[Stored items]
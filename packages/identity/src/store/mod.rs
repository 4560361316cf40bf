//! Certificate stores
//!
//! A store holds certificates by label and can hand out a signing handle for
//! the key under a label. Keys inside a store never leave it: [`load_from_store`]
//! identities can sign but not export.

use std::collections::HashMap;
use std::fmt;
use std::sync::{Arc, PoisonError, RwLock};

use crate::certificate::Certificate;
use crate::error::{IdentityError, Result};
use crate::identity::{Identity, IdentitySource, KeyMaterial};
use crate::keys::{KeyHandle, RingKeyHandle};

pub mod keyring_store;

pub use keyring_store::KeyringStore;

/// A source of certificates and their private keys
pub trait CertificateStore: Send + Sync + fmt::Debug {
    /// Store name for diagnostics
    fn name(&self) -> &str;

    /// Look up a certificate by label
    ///
    /// # Errors
    ///
    /// Returns an error when the store itself is unreachable; a missing label
    /// is `Ok(None)`.
    fn certificate(&self, label: &str) -> Result<Option<Certificate>>;

    /// Signing handle for the private key stored under `label`
    ///
    /// `certificate` is the one [`load_from_store`] found under that label; the
    /// resolver checks the handle against it.
    ///
    /// # Errors
    ///
    /// Returns an error when the store is unreachable or the key cannot be
    /// operated; a missing key is `Ok(None)`.
    fn signer(&self, label: &str, certificate: &Certificate)
        -> Result<Option<Arc<dyn KeyHandle>>>;
}

/// Load an identity from a store by label
///
/// The key is looked up lazily on first resolution.
///
/// # Errors
///
/// Returns `IdentityError::CertificateNotFound` if the label is unknown, or the
/// store's own error.
pub fn load_from_store(store: Arc<dyn CertificateStore>, label: &str) -> Result<Identity> {
    let Some(certificate) = store.certificate(label)? else {
        tracing::debug!(store = store.name(), label, "Certificate not in store");
        return Err(IdentityError::CertificateNotFound(format!(
            "{label} in {}",
            store.name()
        )));
    };

    tracing::debug!(store = store.name(), label, "Loaded certificate from store");

    Ok(Identity::new(
        certificate,
        IdentitySource::LoadedStore,
        KeyMaterial::Store {
            store,
            label: label.to_owned(),
        },
    ))
}

/// Signing handle that can never export, for keys entering a store
pub(crate) fn sign_only_copy(identity: &Identity, store: &str) -> Result<RingKeyHandle> {
    let handle = identity.private_key()?;
    let pkcs8 = handle.export_pkcs8().ok_or_else(|| {
        IdentityError::NotExportable(format!(
            "{} key cannot be imported into store {store}",
            handle.algorithm()
        ))
    })?;
    RingKeyHandle::from_pkcs8(pkcs8.as_bytes(), handle.algorithm(), false)
}

#[derive(Debug)]
struct StoreEntry {
    certificate: Certificate,
    key: Option<Arc<dyn KeyHandle>>,
}

/// Process-local store
///
/// Each label owns its certificate and key; importing the same certificate
/// under two labels keeps two independent entries. Imported keys are kept as
/// sign-only handles.
#[derive(Debug, Default)]
pub struct MemoryStore {
    name: String,
    entries: RwLock<HashMap<String, StoreEntry>>,
}

impl MemoryStore {
    /// Create an empty store
    #[must_use]
    pub fn new(name: impl Into<String>) -> Self {
        Self {
            name: name.into(),
            ..Self::default()
        }
    }

    /// Import an identity's certificate and key under `label`
    ///
    /// Replaces whatever the label held before.
    ///
    /// # Errors
    ///
    /// Fails if the key cannot be resolved or is not exportable from its
    /// current holder.
    pub fn import(&self, label: impl Into<String>, identity: &Identity) -> Result<()> {
        let key: Arc<dyn KeyHandle> = Arc::new(sign_only_copy(identity, &self.name)?);
        let label = label.into();
        tracing::debug!(store = %self.name, label = %label, "Imported identity");
        self.insert(label, identity.certificate().clone(), Some(key));
        Ok(())
    }

    /// Add a certificate without a key
    pub fn add_certificate(&self, label: impl Into<String>, certificate: Certificate) {
        self.insert(label.into(), certificate, None);
    }

    /// Remove the certificate and key under `label`; returns whether it existed
    pub fn remove(&self, label: &str) -> bool {
        self.entries
            .write()
            .unwrap_or_else(PoisonError::into_inner)
            .remove(label)
            .is_some()
    }

    /// Number of labels held
    #[must_use]
    pub fn len(&self) -> usize {
        self.entries
            .read()
            .unwrap_or_else(PoisonError::into_inner)
            .len()
    }

    /// Whether the store holds no labels
    #[must_use]
    pub fn is_empty(&self) -> bool {
        self.len() == 0
    }

    fn insert(&self, label: String, certificate: Certificate, key: Option<Arc<dyn KeyHandle>>) {
        self.entries
            .write()
            .unwrap_or_else(PoisonError::into_inner)
            .insert(label, StoreEntry { certificate, key });
    }
}

impl CertificateStore for MemoryStore {
    fn name(&self) -> &str {
        &self.name
    }

    fn certificate(&self, label: &str) -> Result<Option<Certificate>> {
        Ok(self
            .entries
            .read()
            .unwrap_or_else(PoisonError::into_inner)
            .get(label)
            .map(|entry| entry.certificate.clone()))
    }

    fn signer(
        &self,
        label: &str,
        _certificate: &Certificate,
    ) -> Result<Option<Arc<dyn KeyHandle>>> {
        Ok(self
            .entries
            .read()
            .unwrap_or_else(PoisonError::into_inner)
            .get(label)
            .and_then(|entry| entry.key.clone()))
    }
}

*Your goal*. List every line in the records above that contains the word "signer".

*Written answer*.
    fn signer(&self, label: &str, certificate: &Certificate)
    fn signer(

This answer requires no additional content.